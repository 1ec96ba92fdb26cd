//! Post-stage quality gate.
//!
//! Folds a stage's subtask results into one score through a pluggable
//! `ScoringPolicy` and classifies it as accept, revise, or escalate.

use chrono::Utc;
use serde::{Deserialize, Serialize};
use std::sync::Arc;

use crate::core::task::SubtaskResult;
use crate::core::verdict::{Decision, QualityVerdict};
use crate::error::{Error, Result};

pub const DEFAULT_ACCEPT_THRESHOLD: f64 = 4.0;
pub const DEFAULT_REVISE_FLOOR: f64 = 3.0;
pub const DEFAULT_MIDPOINT_SCORE: f64 = 3.0;
pub const DEFAULT_MAX_REVISIONS: u32 = 2;
pub const MAX_SCORE: f64 = 5.0;

/// `[quality]` section of the config file.
#[derive(Debug, Clone, PartialEq, Serialize, Deserialize)]
#[serde(default)]
pub struct QualityConfig {
    pub accept_threshold: f64,
    pub revise_floor: f64,
    /// Score used when no subtask reported one.
    pub midpoint_score: f64,
    pub max_revisions: u32,
}

impl Default for QualityConfig {
    fn default() -> Self {
        Self {
            accept_threshold: DEFAULT_ACCEPT_THRESHOLD,
            revise_floor: DEFAULT_REVISE_FLOOR,
            midpoint_score: DEFAULT_MIDPOINT_SCORE,
            max_revisions: DEFAULT_MAX_REVISIONS,
        }
    }
}

/// Aggregates validated sub-scores into a stage score.
pub trait ScoringPolicy: Send + Sync {
    fn name(&self) -> &str;

    /// `scores` is never empty.
    fn aggregate(&self, scores: &[f64]) -> f64;
}

/// Arithmetic mean of reported sub-scores.
#[derive(Debug, Clone, Copy, Default)]
pub struct MeanScoring;

impl ScoringPolicy for MeanScoring {
    fn name(&self) -> &str {
        "mean"
    }

    fn aggregate(&self, scores: &[f64]) -> f64 {
        scores.iter().sum::<f64>() / scores.len() as f64
    }
}

/// The weakest sub-score decides.
#[derive(Debug, Clone, Copy, Default)]
pub struct MinScoring;

impl ScoringPolicy for MinScoring {
    fn name(&self) -> &str {
        "min"
    }

    fn aggregate(&self, scores: &[f64]) -> f64 {
        scores.iter().copied().fold(f64::INFINITY, f64::min)
    }
}

pub struct QualityGate {
    config: QualityConfig,
    policy: Arc<dyn ScoringPolicy>,
}

impl QualityGate {
    pub fn new(config: QualityConfig) -> Self {
        Self::with_policy(config, Arc::new(MeanScoring))
    }

    pub fn with_policy(config: QualityConfig, policy: Arc<dyn ScoringPolicy>) -> Self {
        Self { config, policy }
    }

    pub fn config(&self) -> &QualityConfig {
        &self.config
    }

    /// Score a completed stage.
    ///
    /// `revisions_used` is how many revision passes the stage already had; a
    /// stage with no budget left that still misses the threshold escalates.
    /// Out-of-range sub-scores are an internal fault, never clamped.
    pub fn evaluate(
        &self,
        stage: &str,
        results: &[&SubtaskResult],
        revisions_used: u32,
    ) -> Result<QualityVerdict> {
        let mut scores = Vec::new();
        for result in results {
            if let Some(score) = result.sub_score {
                if !score.is_finite() || !(0.0..=MAX_SCORE).contains(&score) {
                    return Err(Error::InternalGateError(format!(
                        "stage {}: {} reported sub-score {} outside 0..={}",
                        stage, result.delegate, score, MAX_SCORE
                    )));
                }
                scores.push(score);
            }
        }

        let score = if scores.is_empty() {
            self.config.midpoint_score
        } else {
            self.policy.aggregate(&scores)
        };
        if !score.is_finite() {
            return Err(Error::InternalGateError(format!(
                "stage {}: {} policy produced {}",
                stage,
                self.policy.name(),
                score
            )));
        }

        let passed = score >= self.config.accept_threshold;
        let exhausted = revisions_used >= self.config.max_revisions;
        let decision = if passed {
            Decision::Accept
        } else if exhausted {
            Decision::EscalateHuman
        } else if score >= self.config.revise_floor {
            Decision::Revise
        } else {
            Decision::EscalateHuman
        };

        let mut findings = Vec::new();
        if scores.is_empty() {
            findings.push(format!(
                "no sub-scores reported; using midpoint {:.2}",
                score
            ));
        } else {
            findings.push(format!(
                "{} of {} sub-scores: {:.2}",
                self.policy.name(),
                scores.len(),
                score
            ));
        }
        if !passed {
            findings.push(format!(
                "below acceptance threshold {:.2}",
                self.config.accept_threshold
            ));
            if exhausted {
                findings.push(format!(
                    "revision budget exhausted ({}/{})",
                    revisions_used, self.config.max_revisions
                ));
            }
        }
        for result in results {
            if let Some(note) = result.payload.get("findings").and_then(|v| v.as_str()) {
                findings.push(note.to_string());
            }
        }

        Ok(QualityVerdict {
            stage: stage.to_string(),
            score,
            threshold: self.config.accept_threshold,
            passed,
            findings: findings.join("; "),
            decision,
            revision: revisions_used,
            rendered_at: Utc::now(),
        })
    }
}

impl Default for QualityGate {
    fn default() -> Self {
        Self::new(QualityConfig::default())
    }
}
────────────────────
YOUR ASSIGNMENT
Would you set the entries down again, exactly as they were written?

YOUR RESPONSE
repository 1ec96ba92fdb26cd
//! Post-stage quality gate.
//!
//! Folds a stage's subtask results into one score through a pluggable
//! `ScoringPolicy` and classifies it as accept, revise, or escalate.

use chrono::Utc;
use serde::{Deserialize, Serialize};
use std::sync::Arc;

use crate::core::task::SubtaskResult;
use crate::core::verdict::{Decision, QualityVerdict};
use crate::error::{Error, Result};

pub const DEFAULT_ACCEPT_THRESHOLD: f64 = 4.0;
pub const DEFAULT_REVISE_FLOOR: f64 = 3.0;
pub const DEFAULT_MIDPOINT_SCORE: f64 = 3.0;
pub const DEFAULT_MAX_REVISIONS: u32 = 2;
pub const MAX_SCORE: f64 = 5.0;

/// `[quality]` section of the config file.
#[derive(Debug, Clone, PartialEq, Serialize, Deserialize)]
#[serde(default)]
pub struct QualityConfig {
    pub accept_threshold: f64,
    pub revise_floor: f64,
    /// Score used when no subtask reported one.
    pub midpoint_score: f64,
    pub max_revisions: u32,
}

impl Default for QualityConfig {
    fn default() -> Self {
        Self {
            accept_threshold: DEFAULT_ACCEPT_THRESHOLD,
            revise_floor: DEFAULT_REVISE_FLOOR,
            midpoint_score: DEFAULT_MIDPOINT_SCORE,
            max_revisions: DEFAULT_MAX_REVISIONS,
        }
    }
}

/// Aggregates validated sub-scores into a stage score.
pub trait ScoringPolicy: Send + Sync {
    fn name(&self) -> &str;

    /// `scores` is never empty.
    fn aggregate(&self, scores: &[f64]) -> f64;
}

/// Arithmetic mean of reported sub-scores.
#[derive(Debug, Clone, Copy, Default)]
pub struct MeanScoring;

impl ScoringPolicy for MeanScoring {
    fn name(&self) -> &str {
        "mean"
    }

    fn aggregate(&self, scores: &[f64]) -> f64 {
        scores.iter().sum::<f64>() / scores.len() as f64
    }
}

/// The weakest sub-score decides.
#[derive(Debug, Clone, Copy, Default)]
pub struct MinScoring;

impl ScoringPolicy for MinScoring {
    fn name(&self) -> &str {
        "min"
    }

    fn aggregate(&self, scores: &[f64]) -> f64 {
        scores.iter().copied().fold(f64::INFINITY, f64::min)
    }
}

pub struct QualityGate {
    config: QualityConfig,
    policy: Arc<dyn ScoringPolicy>,
}

impl QualityGate {
    pub fn new(config: QualityConfig) -> Self {
        Self::with_policy(config, Arc::new(MeanScoring))
    }

    pub fn with_policy(config: QualityConfig, policy: Arc<dyn ScoringPolicy>) -> Self {
        Self { config, policy }
    }

    pub fn config(&self) -> &QualityConfig {
        &self.config
    }

    /// Score a completed stage.
    ///
    /// `revisions_used` is how many revision passes the stage already had; a
    /// stage with no budget left that still misses the threshold escalates.
    /// Out-of-range sub-scores are an internal fault, never clamped.
    pub fn evaluate(
        &self,
        stage: &str,
        results: &[&SubtaskResult],
        revisions_used: u32,
    ) -> Result<QualityVerdict> {
        let mut scores = Vec::new();
        for result in results {
            if let Some(score) = result.sub_score {
                if !score.is_finite() || !(0.0..=MAX_SCORE).contains(&score) {
                    return Err(Error::InternalGateError(format!(
                        "stage {}: {} reported sub-score {} outside 0..={}",
                        stage, result.delegate, score, MAX_SCORE
                    )));
                }
                scores.push(score);
            }
        }

        let score = if scores.is_empty() {
            self.config.midpoint_score
        } else {
            self.policy.aggregate(&scores)
        };
        if !score.is_finite() {
            return Err(Error::InternalGateError(format!(
                "stage {}: {} policy produced {}",
                stage,
                self.policy.name(),
                score
            )));
        }

        let passed = score >= self.config.accept_threshold;
        let exhausted = revisions_used >= self.config.max_revisions;
        let decision = if passed {
            Decision::Accept
        } else if exhausted {
            Decision::EscalateHuman
        } else if score >= self.config.revise_floor {
            Decision::Revise
        } else {
            Decision::EscalateHuman
        };

        let mut findings = Vec::new();
        if scores.is_empty() {
            findings.push(format!(
                "no sub-scores reported; using midpoint {:.2}",
                score
            ));
        } else {
            findings.push(format!(
                "{} of {} sub-scores: {:.2}",
                self.policy.name(),
                scores.len(),
                score
            ));
        }
        if !passed {
            findings.push(format!(
                "below acceptance threshold {:.2}",
                self.config.accept_threshold
            ));
            if exhausted {
                findings.push(format!(
                    "revision budget exhausted ({}/{})",
                    revisions_used, self.config.max_revisions
                ));
            }
        }
        for result in results {
            if let Some(note) = result.payload.get("findings").and_then(|v| v.as_str()) {
                findings.push(note.to_string());
            }
        }

        Ok(QualityVerdict {
            stage: stage.to_string(),
            score,
            threshold: self.config.accept_threshold,
            passed,
            findings: findings.join("; "),
            decision,
            revision: revisions_used,
            rendered_at: Utc::now(),
        })
    }
}

impl Default for QualityGate {
    fn default() -> Self {
        Self::new(QualityConfig::default())
    }
}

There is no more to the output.